TASK STATEMENT ->
Write out the entries below exactly, from the first line to the one with "not expressible, volume", both ends included.

PROVIDED INFORMATION ->
*** Begin section ***

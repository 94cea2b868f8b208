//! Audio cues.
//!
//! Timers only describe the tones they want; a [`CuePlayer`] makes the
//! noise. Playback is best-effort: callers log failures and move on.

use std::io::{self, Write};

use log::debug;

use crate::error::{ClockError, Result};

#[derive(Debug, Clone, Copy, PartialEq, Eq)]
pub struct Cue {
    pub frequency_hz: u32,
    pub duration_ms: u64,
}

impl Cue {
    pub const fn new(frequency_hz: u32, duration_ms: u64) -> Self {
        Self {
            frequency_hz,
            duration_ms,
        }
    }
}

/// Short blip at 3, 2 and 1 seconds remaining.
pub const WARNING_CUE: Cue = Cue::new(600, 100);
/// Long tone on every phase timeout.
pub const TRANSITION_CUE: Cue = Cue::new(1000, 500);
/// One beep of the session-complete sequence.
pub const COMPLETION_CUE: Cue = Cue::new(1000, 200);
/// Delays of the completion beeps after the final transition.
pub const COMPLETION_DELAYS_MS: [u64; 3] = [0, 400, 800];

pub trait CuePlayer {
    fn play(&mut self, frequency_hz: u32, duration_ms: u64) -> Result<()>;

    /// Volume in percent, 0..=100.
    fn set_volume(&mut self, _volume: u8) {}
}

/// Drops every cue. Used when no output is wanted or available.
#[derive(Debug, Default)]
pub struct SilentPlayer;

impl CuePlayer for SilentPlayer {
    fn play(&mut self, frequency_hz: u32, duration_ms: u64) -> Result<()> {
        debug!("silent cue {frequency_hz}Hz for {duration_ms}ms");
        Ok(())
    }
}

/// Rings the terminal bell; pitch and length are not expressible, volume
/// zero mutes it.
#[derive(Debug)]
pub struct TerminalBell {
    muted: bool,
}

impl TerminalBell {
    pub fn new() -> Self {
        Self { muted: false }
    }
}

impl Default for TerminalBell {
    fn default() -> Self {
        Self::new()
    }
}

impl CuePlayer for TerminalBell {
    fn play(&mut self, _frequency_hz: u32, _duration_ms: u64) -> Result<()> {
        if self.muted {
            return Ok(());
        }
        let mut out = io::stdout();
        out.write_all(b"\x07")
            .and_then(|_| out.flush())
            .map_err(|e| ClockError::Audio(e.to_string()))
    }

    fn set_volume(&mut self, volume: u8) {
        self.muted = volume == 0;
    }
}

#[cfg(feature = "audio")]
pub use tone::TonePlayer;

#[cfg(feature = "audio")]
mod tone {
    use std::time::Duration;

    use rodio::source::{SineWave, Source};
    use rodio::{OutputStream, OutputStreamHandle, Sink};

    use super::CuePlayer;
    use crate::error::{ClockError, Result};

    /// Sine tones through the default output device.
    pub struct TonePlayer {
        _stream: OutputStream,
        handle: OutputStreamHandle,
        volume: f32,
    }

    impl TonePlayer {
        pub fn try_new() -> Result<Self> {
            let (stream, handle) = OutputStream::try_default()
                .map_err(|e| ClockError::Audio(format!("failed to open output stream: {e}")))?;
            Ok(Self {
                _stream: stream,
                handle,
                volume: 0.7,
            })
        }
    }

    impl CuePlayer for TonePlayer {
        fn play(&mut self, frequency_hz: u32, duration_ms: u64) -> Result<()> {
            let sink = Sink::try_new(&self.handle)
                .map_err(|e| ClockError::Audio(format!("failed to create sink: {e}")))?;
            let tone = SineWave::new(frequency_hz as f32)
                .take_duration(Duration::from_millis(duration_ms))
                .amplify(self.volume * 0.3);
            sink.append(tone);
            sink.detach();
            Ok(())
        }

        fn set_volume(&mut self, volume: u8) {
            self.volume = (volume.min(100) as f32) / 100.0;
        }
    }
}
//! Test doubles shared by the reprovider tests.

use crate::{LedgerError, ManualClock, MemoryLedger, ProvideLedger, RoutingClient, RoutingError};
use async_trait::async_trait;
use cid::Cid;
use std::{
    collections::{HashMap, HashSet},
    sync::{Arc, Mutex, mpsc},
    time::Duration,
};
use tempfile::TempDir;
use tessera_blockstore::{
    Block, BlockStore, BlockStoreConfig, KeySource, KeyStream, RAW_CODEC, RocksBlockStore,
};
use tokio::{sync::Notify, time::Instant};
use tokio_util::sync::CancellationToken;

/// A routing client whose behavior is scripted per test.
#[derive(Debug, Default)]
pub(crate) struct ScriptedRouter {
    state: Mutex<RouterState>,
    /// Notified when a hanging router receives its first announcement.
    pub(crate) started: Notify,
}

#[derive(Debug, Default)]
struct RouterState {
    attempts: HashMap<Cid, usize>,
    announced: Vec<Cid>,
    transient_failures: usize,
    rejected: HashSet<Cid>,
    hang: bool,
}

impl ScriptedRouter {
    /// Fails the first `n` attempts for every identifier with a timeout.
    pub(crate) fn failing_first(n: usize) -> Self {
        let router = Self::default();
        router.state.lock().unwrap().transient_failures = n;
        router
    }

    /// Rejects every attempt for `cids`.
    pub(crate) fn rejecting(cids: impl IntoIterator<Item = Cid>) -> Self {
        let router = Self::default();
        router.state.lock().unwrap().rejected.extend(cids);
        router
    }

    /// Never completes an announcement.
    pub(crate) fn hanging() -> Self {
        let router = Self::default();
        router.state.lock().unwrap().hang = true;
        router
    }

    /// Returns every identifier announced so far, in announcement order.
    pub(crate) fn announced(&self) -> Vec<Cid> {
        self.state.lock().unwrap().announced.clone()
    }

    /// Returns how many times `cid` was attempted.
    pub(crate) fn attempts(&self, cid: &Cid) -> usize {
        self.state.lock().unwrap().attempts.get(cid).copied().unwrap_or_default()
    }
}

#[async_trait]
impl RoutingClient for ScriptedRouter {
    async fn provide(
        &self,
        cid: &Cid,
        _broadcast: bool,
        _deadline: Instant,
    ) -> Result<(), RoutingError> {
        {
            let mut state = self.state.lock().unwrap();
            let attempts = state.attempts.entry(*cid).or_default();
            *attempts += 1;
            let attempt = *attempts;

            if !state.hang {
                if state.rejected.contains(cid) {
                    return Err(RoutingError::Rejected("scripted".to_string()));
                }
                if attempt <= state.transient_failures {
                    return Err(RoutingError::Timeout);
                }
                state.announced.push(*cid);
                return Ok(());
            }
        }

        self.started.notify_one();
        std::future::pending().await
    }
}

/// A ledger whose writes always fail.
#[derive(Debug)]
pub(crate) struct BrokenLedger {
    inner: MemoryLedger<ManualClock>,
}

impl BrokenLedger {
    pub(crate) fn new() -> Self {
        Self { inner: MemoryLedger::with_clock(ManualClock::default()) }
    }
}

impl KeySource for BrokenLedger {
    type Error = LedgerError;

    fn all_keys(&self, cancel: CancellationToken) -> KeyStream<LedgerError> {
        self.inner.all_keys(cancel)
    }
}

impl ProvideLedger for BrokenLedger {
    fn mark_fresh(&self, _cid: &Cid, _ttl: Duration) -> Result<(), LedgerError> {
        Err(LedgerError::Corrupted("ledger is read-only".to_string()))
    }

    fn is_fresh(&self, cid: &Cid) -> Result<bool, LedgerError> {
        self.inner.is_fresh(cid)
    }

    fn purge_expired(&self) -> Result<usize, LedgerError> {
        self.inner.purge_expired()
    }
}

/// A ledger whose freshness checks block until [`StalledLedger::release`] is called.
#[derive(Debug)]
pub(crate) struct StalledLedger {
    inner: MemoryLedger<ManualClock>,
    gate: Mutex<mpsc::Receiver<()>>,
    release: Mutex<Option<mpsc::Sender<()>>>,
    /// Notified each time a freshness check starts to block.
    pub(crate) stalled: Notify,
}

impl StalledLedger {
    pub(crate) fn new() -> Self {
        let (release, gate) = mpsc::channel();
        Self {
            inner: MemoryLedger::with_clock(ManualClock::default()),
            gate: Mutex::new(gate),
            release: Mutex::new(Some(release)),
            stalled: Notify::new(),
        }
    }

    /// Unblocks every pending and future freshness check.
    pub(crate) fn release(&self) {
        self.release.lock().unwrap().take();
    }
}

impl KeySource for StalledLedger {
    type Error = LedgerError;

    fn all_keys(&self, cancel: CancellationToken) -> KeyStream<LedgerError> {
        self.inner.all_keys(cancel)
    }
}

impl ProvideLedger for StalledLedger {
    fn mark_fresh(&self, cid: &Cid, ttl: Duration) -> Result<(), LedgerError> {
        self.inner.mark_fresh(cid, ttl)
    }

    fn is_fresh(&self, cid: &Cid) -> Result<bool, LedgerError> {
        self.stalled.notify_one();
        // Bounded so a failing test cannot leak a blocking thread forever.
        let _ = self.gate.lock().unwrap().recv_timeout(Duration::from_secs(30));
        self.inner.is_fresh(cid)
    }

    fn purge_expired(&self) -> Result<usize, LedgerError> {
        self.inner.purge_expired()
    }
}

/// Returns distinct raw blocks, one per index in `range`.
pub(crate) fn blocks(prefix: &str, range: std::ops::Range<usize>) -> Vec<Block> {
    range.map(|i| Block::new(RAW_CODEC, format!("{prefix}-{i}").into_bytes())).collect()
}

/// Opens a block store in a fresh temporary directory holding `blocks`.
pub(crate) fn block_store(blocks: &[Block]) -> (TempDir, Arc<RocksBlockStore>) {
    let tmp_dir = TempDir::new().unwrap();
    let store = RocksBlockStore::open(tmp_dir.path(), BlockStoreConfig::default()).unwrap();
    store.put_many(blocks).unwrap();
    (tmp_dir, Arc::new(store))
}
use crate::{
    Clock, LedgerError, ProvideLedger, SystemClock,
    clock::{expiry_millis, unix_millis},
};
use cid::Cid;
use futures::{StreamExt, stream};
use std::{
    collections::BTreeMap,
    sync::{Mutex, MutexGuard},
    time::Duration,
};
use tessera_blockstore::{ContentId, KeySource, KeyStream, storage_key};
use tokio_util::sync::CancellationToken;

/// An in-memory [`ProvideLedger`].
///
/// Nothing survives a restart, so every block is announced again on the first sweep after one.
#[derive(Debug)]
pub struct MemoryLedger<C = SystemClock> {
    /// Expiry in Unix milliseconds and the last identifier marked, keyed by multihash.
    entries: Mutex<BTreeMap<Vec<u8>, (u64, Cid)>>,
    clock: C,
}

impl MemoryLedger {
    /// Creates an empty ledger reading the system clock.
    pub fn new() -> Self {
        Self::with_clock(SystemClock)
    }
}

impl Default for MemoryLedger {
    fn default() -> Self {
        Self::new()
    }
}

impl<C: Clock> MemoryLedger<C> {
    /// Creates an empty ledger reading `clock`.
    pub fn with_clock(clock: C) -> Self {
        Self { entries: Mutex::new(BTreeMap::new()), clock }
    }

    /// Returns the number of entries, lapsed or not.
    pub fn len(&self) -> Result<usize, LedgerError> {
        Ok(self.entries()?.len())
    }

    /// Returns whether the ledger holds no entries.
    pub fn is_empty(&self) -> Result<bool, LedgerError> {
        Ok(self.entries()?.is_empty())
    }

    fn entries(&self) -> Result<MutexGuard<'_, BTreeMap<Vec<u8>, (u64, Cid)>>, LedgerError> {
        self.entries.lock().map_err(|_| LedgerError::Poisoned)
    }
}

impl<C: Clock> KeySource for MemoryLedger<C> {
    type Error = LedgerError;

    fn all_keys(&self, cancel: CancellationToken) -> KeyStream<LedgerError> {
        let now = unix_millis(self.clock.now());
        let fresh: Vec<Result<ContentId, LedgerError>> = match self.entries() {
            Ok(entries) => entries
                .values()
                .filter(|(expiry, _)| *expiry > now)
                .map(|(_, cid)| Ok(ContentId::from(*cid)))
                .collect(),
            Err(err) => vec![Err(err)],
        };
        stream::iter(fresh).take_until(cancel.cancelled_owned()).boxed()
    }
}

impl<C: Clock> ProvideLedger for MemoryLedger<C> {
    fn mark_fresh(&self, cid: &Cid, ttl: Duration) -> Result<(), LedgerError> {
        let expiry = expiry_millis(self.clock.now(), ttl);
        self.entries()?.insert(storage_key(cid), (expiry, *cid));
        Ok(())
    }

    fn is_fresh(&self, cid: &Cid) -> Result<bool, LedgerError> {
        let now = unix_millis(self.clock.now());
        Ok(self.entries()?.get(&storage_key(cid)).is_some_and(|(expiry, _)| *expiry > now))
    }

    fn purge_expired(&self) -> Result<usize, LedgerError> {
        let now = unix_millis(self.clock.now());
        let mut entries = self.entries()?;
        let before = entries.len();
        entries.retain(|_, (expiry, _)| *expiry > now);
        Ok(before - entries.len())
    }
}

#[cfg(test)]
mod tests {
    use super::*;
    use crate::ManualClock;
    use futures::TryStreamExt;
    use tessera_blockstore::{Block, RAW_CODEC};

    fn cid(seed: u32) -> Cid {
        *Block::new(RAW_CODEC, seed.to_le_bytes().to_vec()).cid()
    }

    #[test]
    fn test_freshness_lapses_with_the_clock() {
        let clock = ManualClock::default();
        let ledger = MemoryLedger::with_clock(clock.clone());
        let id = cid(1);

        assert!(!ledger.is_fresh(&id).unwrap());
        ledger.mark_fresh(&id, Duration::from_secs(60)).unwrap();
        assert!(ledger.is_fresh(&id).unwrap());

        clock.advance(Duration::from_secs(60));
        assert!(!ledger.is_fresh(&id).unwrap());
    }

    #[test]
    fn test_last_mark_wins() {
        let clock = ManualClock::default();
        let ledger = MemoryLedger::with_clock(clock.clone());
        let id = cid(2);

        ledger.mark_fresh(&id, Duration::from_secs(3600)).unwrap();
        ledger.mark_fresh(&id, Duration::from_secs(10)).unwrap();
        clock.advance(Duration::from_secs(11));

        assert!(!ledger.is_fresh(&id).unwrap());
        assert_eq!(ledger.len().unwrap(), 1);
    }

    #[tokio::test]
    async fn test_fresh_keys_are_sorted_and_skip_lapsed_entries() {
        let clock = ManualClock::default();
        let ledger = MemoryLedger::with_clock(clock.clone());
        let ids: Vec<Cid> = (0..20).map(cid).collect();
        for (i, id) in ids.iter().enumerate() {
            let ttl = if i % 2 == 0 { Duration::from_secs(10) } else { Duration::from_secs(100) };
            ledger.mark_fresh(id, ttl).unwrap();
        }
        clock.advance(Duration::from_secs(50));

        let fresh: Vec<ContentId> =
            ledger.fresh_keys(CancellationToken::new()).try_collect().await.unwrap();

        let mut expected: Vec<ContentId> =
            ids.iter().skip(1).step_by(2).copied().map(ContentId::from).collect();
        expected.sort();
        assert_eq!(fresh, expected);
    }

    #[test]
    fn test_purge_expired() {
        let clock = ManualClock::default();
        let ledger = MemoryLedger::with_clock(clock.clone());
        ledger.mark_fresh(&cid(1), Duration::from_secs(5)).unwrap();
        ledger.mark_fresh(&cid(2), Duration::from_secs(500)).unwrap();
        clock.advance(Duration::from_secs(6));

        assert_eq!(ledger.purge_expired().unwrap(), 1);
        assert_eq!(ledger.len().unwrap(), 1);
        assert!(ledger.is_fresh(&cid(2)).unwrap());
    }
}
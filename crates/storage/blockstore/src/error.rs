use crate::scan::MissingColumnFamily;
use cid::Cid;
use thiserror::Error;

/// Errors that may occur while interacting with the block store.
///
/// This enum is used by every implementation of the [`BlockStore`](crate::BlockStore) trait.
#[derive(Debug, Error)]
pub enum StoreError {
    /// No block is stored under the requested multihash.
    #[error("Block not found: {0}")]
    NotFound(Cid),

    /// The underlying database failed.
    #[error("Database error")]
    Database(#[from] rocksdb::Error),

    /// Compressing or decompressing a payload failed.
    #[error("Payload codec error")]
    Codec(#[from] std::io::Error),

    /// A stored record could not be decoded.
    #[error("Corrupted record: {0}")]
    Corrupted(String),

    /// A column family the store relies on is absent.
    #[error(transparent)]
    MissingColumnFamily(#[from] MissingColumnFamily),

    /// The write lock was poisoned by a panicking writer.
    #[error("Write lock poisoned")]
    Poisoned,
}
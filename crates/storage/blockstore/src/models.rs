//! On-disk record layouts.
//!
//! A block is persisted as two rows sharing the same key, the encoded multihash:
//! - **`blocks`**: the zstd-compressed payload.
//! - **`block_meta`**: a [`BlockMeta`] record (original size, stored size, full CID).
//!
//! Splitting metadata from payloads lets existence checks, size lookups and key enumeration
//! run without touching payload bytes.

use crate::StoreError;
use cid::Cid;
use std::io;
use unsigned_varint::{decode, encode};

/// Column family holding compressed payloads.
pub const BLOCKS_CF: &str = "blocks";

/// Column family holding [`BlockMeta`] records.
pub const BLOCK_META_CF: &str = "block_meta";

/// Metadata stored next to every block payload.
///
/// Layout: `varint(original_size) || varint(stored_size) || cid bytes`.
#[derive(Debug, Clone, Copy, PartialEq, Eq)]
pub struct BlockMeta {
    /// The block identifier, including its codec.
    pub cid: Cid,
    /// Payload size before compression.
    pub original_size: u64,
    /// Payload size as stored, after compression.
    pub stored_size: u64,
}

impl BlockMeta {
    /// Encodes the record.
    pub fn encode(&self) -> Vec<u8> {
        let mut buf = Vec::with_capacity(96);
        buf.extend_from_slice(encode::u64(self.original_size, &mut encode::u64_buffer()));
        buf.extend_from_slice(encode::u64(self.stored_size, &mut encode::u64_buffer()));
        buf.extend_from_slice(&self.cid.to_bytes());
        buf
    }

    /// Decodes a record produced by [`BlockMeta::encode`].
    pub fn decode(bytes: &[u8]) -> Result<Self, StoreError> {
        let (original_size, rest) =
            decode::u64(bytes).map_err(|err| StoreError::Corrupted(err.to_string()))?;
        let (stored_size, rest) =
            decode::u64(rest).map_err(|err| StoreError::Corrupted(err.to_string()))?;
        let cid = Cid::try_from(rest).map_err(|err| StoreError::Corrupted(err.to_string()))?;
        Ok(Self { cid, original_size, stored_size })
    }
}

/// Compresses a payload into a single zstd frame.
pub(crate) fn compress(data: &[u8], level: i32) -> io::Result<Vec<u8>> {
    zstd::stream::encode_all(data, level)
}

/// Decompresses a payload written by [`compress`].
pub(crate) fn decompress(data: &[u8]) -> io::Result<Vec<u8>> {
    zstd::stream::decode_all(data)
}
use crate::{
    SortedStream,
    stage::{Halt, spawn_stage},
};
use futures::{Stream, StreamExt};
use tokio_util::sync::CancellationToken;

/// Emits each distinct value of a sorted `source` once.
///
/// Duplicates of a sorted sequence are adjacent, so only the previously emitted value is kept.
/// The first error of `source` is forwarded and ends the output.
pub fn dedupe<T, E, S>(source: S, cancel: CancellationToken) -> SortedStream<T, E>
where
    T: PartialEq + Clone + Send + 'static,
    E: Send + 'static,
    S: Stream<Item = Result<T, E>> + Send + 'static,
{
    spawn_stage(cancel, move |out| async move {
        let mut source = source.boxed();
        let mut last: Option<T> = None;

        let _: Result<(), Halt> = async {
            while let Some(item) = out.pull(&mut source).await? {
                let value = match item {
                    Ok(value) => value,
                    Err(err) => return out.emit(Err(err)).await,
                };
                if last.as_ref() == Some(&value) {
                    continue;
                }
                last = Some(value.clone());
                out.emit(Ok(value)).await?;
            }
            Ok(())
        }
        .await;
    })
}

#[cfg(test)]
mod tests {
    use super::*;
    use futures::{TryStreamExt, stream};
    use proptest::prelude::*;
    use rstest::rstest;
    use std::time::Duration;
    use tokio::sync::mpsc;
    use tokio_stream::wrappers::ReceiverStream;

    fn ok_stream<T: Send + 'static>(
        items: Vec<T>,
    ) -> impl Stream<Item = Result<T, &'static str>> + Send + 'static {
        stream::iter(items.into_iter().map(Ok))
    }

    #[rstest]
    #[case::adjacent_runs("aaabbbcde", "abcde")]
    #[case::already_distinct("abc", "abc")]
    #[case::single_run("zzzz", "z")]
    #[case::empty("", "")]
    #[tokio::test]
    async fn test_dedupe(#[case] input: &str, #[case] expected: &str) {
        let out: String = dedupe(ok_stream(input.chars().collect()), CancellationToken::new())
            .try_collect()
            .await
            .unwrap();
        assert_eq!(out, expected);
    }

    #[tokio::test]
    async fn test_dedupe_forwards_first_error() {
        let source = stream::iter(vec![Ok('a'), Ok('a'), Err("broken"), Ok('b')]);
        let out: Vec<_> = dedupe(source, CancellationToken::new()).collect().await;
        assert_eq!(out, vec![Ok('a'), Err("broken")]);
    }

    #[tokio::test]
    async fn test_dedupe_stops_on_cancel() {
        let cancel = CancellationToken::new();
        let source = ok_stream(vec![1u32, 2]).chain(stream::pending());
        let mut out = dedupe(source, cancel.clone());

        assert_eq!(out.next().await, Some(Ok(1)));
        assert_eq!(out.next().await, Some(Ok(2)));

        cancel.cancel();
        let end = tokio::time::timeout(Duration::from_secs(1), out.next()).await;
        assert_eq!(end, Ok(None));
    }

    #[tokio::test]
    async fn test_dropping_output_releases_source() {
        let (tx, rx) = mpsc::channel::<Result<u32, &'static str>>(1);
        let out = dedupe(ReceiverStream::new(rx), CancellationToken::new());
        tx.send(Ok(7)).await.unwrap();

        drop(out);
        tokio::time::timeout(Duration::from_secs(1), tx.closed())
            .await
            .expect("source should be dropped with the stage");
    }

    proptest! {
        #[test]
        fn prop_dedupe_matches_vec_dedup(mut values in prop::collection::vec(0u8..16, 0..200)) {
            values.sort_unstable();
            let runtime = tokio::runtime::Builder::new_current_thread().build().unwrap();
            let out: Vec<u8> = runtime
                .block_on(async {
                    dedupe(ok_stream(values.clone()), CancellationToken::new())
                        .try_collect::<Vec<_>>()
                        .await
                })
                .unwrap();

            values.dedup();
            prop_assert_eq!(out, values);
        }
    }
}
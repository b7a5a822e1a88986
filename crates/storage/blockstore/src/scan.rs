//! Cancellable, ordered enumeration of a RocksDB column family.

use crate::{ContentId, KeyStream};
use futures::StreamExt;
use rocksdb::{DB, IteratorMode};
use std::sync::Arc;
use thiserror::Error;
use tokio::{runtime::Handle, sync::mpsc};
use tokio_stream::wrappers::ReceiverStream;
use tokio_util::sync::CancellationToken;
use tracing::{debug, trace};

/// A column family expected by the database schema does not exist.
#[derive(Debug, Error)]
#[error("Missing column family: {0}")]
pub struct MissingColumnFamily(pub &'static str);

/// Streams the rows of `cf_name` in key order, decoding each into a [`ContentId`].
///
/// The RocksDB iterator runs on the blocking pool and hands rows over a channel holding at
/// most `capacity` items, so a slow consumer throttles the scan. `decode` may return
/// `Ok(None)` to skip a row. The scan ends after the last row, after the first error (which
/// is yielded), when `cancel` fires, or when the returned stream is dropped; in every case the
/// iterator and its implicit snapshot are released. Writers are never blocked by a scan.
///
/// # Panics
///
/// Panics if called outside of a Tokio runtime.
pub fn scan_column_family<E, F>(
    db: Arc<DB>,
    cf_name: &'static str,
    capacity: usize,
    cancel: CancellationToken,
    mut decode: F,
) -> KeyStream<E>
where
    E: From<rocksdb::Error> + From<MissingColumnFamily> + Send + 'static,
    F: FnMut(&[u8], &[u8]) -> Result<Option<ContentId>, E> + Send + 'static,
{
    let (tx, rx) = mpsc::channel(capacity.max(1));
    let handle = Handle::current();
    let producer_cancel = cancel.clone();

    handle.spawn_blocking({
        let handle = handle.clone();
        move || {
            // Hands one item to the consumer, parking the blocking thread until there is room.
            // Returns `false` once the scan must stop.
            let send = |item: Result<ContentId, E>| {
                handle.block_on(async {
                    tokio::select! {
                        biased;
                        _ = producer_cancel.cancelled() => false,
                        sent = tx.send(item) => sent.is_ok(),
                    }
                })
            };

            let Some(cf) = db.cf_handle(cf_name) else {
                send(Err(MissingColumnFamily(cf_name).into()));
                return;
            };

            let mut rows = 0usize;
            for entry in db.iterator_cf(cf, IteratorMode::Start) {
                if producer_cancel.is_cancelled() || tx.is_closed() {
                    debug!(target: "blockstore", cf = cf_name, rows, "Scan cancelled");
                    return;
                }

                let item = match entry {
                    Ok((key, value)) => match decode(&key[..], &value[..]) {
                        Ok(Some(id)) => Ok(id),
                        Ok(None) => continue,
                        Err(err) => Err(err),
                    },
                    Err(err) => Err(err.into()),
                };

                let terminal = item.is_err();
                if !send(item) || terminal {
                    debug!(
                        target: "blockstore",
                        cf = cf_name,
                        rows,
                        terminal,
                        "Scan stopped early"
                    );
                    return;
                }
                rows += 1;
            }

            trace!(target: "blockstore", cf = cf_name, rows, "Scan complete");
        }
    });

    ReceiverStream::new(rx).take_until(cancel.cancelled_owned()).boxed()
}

*** End section ***

EXERCISE RESPONSE ->
repository 94cea2b868f8b208
//! Audio cues.
//!
//! Timers only describe the tones they want; a [`CuePlayer`] makes the
//! noise. Playback is best-effort: callers log failures and move on.

use std::io::{self, Write};

use log::debug;

use crate::error::{ClockError, Result};

#[derive(Debug, Clone, Copy, PartialEq, Eq)]
pub struct Cue {
    pub frequency_hz: u32,
    pub duration_ms: u64,
}

impl Cue {
    pub const fn new(frequency_hz: u32, duration_ms: u64) -> Self {
        Self {
            frequency_hz,
            duration_ms,
        }
    }
}

/// Short blip at 3, 2 and 1 seconds remaining.
pub const WARNING_CUE: Cue = Cue::new(600, 100);
/// Long tone on every phase timeout.
pub const TRANSITION_CUE: Cue = Cue::new(1000, 500);
/// One beep of the session-complete sequence.
pub const COMPLETION_CUE: Cue = Cue::new(1000, 200);
/// Delays of the completion beeps after the final transition.
pub const COMPLETION_DELAYS_MS: [u64; 3] = [0, 400, 800];

pub trait CuePlayer {
    fn play(&mut self, frequency_hz: u32, duration_ms: u64) -> Result<()>;

    /// Volume in percent, 0..=100.
    fn set_volume(&mut self, _volume: u8) {}
}

/// Drops every cue. Used when no output is wanted or available.
#[derive(Debug, Default)]
pub struct SilentPlayer;

impl CuePlayer for SilentPlayer {
    fn play(&mut self, frequency_hz: u32, duration_ms: u64) -> Result<()> {
        debug!("silent cue {frequency_hz}Hz for {duration_ms}ms");
        Ok(())
    }
}

/// Rings the terminal bell; pitch and length are not expressible, volume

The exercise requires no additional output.